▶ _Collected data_

* * * * * * * * *

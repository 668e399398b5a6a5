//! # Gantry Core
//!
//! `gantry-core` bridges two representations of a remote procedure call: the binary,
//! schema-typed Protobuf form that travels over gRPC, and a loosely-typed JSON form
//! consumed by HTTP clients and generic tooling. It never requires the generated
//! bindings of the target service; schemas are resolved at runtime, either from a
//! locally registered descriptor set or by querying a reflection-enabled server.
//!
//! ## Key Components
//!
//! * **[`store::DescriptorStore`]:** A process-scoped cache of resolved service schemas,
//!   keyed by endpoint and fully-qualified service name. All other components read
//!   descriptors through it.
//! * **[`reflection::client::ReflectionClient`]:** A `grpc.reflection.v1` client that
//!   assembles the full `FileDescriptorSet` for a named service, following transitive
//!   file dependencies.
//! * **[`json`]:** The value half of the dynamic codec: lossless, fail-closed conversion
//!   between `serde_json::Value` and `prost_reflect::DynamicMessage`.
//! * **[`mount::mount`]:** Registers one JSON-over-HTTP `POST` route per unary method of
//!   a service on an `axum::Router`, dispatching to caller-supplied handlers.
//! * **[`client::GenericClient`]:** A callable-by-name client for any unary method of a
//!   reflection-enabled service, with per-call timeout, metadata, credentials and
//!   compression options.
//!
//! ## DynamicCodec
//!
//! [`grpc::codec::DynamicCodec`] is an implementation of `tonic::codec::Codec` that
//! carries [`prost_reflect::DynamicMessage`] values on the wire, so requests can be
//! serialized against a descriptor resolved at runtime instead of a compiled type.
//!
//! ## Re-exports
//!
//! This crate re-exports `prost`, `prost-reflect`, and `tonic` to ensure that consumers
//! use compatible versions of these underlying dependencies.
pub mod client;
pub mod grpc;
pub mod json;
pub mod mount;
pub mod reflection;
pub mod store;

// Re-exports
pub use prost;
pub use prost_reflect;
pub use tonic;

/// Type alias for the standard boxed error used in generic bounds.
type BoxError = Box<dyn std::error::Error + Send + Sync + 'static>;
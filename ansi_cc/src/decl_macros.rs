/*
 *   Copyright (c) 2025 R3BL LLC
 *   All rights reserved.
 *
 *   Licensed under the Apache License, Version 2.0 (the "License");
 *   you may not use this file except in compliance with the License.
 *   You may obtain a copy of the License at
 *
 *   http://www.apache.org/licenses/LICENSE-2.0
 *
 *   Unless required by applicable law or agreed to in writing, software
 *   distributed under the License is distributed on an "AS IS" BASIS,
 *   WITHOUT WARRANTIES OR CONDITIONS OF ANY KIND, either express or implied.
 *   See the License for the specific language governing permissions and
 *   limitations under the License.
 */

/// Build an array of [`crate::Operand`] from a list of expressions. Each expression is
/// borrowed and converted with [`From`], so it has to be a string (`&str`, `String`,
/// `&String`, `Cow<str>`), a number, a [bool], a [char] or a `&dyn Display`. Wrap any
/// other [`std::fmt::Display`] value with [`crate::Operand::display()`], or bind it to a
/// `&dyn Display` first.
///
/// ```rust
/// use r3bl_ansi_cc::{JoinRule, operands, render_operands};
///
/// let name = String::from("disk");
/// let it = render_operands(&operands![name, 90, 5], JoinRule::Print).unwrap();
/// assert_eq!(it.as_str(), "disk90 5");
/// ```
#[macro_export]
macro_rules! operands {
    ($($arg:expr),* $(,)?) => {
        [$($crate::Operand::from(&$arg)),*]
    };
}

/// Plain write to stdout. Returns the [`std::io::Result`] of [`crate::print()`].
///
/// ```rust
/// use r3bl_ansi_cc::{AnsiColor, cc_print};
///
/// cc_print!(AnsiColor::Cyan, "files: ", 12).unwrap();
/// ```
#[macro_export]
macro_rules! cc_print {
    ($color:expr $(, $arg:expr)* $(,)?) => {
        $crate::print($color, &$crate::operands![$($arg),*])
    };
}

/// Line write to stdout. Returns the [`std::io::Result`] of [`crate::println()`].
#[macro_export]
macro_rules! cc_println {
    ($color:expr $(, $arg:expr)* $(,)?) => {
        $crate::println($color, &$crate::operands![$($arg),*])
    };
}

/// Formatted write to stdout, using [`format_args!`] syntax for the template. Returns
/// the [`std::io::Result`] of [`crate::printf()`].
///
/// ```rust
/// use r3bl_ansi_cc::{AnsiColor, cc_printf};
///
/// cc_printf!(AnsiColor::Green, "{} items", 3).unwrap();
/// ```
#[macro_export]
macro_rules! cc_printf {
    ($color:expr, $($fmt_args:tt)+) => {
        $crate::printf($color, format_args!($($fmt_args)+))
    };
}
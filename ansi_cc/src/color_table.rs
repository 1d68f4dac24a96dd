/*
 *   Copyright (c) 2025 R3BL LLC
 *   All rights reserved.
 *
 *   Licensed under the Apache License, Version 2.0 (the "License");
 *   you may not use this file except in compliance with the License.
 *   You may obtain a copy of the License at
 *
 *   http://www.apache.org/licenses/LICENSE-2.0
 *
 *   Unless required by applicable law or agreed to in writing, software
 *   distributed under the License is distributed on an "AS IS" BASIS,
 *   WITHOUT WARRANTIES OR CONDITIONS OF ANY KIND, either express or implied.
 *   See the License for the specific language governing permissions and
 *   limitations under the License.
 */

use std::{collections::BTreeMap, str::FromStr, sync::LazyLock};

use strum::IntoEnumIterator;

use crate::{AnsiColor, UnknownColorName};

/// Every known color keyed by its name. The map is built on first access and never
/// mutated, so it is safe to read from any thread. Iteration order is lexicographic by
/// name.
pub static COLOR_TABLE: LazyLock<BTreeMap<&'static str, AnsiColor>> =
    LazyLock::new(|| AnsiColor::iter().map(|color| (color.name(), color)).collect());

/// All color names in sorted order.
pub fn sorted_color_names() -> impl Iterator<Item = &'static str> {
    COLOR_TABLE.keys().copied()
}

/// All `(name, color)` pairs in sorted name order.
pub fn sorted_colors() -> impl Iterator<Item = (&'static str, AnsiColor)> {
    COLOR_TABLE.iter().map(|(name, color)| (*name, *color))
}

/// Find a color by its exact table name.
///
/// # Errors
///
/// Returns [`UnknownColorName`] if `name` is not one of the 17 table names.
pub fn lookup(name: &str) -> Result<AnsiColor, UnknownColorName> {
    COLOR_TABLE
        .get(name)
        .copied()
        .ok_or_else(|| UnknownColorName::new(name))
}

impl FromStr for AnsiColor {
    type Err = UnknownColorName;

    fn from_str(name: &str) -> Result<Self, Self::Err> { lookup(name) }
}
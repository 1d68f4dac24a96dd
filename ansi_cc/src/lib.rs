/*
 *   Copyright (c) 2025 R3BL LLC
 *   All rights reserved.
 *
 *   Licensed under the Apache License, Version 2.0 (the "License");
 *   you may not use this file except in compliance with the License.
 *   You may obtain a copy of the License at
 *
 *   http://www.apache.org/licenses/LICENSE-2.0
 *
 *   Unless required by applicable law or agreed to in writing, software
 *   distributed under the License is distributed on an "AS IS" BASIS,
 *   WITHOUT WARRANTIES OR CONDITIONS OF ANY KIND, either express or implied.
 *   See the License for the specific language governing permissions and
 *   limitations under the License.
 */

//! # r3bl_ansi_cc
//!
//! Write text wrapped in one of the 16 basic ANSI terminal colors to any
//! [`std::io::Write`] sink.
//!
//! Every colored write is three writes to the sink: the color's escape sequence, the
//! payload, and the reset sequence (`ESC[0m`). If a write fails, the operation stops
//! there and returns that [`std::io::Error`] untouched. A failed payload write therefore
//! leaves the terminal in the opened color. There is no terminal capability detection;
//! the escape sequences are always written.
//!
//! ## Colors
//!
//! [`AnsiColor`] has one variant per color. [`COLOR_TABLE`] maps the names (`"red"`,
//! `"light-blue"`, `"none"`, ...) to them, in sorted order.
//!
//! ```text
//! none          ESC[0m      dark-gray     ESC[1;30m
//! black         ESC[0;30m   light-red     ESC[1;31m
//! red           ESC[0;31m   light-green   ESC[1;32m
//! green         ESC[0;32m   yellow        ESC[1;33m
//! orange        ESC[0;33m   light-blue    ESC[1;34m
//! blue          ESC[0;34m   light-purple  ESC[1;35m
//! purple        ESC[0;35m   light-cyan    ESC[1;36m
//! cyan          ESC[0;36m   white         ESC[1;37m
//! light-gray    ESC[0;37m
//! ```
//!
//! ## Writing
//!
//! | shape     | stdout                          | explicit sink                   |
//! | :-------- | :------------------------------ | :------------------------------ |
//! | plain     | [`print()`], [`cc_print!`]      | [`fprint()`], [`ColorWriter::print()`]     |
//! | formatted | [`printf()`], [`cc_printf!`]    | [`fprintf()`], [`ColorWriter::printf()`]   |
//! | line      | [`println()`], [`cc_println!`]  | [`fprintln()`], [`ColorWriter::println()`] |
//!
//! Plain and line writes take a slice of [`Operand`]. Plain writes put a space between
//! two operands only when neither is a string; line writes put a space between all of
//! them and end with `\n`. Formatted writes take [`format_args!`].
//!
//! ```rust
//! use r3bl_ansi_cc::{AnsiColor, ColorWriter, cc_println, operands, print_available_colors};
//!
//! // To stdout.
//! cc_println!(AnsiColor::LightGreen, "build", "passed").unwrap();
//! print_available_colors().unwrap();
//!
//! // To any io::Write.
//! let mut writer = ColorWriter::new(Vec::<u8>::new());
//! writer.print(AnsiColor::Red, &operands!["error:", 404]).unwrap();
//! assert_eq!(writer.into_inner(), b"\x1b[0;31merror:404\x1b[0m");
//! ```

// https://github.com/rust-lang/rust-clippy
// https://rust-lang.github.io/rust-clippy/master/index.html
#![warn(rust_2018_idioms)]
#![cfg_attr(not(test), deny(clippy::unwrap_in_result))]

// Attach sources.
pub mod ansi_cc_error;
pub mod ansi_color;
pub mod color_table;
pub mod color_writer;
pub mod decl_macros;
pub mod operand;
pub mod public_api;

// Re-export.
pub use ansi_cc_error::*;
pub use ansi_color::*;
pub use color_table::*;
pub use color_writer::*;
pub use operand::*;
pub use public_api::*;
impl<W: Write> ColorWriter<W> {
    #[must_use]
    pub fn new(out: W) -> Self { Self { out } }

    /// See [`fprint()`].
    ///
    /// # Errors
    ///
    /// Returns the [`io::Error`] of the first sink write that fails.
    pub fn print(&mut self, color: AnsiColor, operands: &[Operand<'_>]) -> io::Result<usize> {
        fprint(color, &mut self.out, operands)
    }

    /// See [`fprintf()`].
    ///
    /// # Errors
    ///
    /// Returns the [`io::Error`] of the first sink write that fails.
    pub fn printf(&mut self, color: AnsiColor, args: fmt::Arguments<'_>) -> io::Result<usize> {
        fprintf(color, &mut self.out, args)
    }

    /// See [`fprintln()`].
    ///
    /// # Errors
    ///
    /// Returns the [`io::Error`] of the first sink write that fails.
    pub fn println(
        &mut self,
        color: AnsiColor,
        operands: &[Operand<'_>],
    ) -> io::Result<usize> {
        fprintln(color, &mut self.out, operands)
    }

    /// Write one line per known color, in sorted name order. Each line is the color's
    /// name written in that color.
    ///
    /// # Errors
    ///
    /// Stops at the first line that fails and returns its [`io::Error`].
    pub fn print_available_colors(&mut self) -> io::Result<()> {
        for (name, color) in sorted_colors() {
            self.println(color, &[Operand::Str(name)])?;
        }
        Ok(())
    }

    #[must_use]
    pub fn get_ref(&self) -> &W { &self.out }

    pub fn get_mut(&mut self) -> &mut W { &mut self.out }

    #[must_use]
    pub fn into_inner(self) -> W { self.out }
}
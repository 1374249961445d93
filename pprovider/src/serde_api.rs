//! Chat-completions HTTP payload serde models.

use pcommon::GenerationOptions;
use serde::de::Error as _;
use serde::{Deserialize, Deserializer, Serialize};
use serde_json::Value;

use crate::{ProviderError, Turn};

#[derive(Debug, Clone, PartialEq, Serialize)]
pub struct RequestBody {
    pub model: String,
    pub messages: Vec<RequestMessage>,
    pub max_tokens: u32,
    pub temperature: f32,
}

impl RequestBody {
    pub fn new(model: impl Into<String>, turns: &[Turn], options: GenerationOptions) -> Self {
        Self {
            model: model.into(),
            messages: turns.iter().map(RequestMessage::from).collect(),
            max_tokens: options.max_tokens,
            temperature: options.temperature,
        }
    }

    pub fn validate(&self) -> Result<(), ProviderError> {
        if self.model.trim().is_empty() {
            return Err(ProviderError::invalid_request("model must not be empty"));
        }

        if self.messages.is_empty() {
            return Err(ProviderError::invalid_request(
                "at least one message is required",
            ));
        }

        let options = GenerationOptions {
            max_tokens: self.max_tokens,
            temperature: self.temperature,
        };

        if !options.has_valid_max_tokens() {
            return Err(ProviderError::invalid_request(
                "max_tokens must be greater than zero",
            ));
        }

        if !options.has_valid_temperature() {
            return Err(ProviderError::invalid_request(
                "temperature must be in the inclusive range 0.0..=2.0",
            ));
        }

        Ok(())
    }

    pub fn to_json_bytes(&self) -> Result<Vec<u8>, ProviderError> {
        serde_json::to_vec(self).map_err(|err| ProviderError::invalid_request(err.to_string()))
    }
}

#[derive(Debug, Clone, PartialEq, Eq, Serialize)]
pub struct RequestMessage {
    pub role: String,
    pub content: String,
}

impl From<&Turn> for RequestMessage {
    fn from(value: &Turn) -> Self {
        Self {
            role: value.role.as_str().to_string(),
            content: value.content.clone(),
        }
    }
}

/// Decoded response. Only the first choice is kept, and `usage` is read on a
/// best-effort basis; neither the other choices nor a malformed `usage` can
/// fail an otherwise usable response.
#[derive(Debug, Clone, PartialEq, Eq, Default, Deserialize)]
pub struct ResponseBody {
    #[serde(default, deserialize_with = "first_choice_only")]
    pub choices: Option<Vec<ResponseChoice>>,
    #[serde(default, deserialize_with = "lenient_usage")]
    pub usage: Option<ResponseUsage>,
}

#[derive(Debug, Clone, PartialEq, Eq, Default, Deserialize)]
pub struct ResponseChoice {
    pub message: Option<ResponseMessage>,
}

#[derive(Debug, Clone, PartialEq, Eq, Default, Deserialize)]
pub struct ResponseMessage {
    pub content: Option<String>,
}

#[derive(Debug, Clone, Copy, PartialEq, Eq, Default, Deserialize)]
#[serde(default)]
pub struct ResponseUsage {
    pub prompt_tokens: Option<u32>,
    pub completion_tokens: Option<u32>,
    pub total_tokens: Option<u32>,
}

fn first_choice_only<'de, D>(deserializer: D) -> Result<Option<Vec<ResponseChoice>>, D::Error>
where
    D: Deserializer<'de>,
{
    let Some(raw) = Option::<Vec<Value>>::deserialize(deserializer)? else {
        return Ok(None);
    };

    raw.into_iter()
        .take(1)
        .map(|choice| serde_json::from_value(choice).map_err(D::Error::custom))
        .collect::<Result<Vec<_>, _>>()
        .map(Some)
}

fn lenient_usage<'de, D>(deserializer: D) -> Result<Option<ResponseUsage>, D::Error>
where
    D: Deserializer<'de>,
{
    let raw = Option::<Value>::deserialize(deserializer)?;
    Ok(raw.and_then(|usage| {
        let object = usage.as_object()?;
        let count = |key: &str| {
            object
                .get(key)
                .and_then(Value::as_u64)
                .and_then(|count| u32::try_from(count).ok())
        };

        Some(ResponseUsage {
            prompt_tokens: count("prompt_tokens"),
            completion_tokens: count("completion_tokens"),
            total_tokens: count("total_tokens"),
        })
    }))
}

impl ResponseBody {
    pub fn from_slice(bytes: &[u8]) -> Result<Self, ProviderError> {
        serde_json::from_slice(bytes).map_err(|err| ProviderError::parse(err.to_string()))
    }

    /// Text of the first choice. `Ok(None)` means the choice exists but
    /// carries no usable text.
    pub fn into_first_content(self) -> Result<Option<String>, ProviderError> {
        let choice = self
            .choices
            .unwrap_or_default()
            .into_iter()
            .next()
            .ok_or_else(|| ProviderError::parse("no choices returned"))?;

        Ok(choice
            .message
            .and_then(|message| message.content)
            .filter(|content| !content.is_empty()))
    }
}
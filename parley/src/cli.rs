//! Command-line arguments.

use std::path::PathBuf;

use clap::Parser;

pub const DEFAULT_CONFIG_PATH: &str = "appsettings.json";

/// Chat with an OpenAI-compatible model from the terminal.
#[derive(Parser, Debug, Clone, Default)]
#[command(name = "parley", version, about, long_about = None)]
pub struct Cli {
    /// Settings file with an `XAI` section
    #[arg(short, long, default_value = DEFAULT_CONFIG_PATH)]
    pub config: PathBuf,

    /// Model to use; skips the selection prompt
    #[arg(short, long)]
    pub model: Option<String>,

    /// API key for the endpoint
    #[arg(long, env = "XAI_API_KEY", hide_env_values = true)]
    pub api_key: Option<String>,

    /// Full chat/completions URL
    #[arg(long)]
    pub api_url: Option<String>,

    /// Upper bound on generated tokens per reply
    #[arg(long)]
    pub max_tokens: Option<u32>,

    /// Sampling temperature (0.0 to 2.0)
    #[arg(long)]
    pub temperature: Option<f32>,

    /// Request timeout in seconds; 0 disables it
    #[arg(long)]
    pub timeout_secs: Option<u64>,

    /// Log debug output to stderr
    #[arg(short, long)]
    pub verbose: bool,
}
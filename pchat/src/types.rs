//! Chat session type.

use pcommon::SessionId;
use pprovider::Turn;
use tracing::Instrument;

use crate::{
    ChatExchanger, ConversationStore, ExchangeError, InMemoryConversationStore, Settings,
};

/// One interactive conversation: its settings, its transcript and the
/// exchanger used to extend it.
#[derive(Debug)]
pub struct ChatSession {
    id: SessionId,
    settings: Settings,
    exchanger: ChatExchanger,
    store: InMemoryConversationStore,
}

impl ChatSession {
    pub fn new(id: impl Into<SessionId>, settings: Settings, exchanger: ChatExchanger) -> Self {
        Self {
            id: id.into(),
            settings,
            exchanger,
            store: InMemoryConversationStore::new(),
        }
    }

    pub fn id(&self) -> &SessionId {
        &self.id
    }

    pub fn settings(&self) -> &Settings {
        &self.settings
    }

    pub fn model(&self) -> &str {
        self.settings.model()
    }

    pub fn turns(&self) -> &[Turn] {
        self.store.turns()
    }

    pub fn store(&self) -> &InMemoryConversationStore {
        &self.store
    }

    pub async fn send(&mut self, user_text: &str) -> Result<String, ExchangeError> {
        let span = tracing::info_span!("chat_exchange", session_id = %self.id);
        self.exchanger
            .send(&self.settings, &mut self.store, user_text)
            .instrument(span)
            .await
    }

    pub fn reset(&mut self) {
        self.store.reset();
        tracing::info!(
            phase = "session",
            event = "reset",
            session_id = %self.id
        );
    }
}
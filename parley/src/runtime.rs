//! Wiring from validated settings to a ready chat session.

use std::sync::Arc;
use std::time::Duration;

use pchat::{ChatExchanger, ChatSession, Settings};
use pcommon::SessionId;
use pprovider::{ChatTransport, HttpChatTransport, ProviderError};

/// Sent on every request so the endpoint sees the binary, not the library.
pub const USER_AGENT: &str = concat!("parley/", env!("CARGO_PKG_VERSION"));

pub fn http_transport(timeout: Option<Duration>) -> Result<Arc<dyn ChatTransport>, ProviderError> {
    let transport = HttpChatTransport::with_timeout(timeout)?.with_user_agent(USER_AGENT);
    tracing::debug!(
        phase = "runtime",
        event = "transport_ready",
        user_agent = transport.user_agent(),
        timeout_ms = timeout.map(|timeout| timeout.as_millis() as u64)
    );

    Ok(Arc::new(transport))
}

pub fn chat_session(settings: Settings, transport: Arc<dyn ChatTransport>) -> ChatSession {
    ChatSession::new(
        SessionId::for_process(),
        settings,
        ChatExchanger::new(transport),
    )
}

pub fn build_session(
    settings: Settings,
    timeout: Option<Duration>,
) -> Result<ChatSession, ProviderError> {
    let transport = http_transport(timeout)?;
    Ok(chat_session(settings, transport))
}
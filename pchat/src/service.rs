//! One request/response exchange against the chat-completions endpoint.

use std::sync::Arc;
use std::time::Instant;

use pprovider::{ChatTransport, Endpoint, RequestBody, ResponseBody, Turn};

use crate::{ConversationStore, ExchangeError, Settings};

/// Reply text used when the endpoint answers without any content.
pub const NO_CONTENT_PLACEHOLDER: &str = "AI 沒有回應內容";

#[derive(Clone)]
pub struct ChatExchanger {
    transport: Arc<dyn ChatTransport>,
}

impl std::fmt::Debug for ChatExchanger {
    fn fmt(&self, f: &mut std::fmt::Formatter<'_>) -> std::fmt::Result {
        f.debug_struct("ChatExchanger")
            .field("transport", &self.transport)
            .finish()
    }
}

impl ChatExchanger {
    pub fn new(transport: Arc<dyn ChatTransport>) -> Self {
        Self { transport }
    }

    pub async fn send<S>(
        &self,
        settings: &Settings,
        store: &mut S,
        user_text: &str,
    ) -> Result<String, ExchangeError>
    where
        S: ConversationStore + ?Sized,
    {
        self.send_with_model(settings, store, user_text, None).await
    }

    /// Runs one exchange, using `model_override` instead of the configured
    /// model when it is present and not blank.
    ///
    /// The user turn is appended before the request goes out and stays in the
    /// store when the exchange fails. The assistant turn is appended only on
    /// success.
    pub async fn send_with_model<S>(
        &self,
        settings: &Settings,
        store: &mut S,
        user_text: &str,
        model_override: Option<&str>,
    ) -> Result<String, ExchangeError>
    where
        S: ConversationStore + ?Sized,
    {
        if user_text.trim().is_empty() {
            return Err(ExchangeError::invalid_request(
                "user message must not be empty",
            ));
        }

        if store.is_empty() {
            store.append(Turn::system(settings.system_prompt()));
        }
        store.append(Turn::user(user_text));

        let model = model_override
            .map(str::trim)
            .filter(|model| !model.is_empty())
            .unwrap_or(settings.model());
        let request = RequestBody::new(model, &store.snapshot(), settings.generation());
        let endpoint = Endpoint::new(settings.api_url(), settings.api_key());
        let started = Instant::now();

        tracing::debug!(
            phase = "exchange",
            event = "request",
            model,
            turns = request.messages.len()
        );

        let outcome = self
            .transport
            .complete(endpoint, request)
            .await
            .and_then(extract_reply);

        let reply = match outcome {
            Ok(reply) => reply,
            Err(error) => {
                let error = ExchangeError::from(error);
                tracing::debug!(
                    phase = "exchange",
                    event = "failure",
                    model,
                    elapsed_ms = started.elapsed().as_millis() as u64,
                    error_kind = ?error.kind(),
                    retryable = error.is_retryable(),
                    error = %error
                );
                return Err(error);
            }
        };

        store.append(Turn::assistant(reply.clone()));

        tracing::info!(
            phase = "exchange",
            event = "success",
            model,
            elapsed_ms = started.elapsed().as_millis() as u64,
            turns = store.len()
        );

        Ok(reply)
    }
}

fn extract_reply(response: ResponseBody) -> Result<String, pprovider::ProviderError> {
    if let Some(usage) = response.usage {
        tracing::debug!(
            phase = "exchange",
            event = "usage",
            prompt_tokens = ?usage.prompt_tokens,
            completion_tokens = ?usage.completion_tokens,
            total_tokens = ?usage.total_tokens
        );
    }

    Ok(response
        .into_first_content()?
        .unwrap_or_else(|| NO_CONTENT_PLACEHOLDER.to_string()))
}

* * * * * * * * *

▶ _TASK BRIEF_
Check each line of the data above for the string "escape", and copy the ones that have it.

▶ _ANSWER TO THE PROBLEM_
//! Every colored write is three writes to the sink: the color's escape sequence, the
//! the escape sequences are always written.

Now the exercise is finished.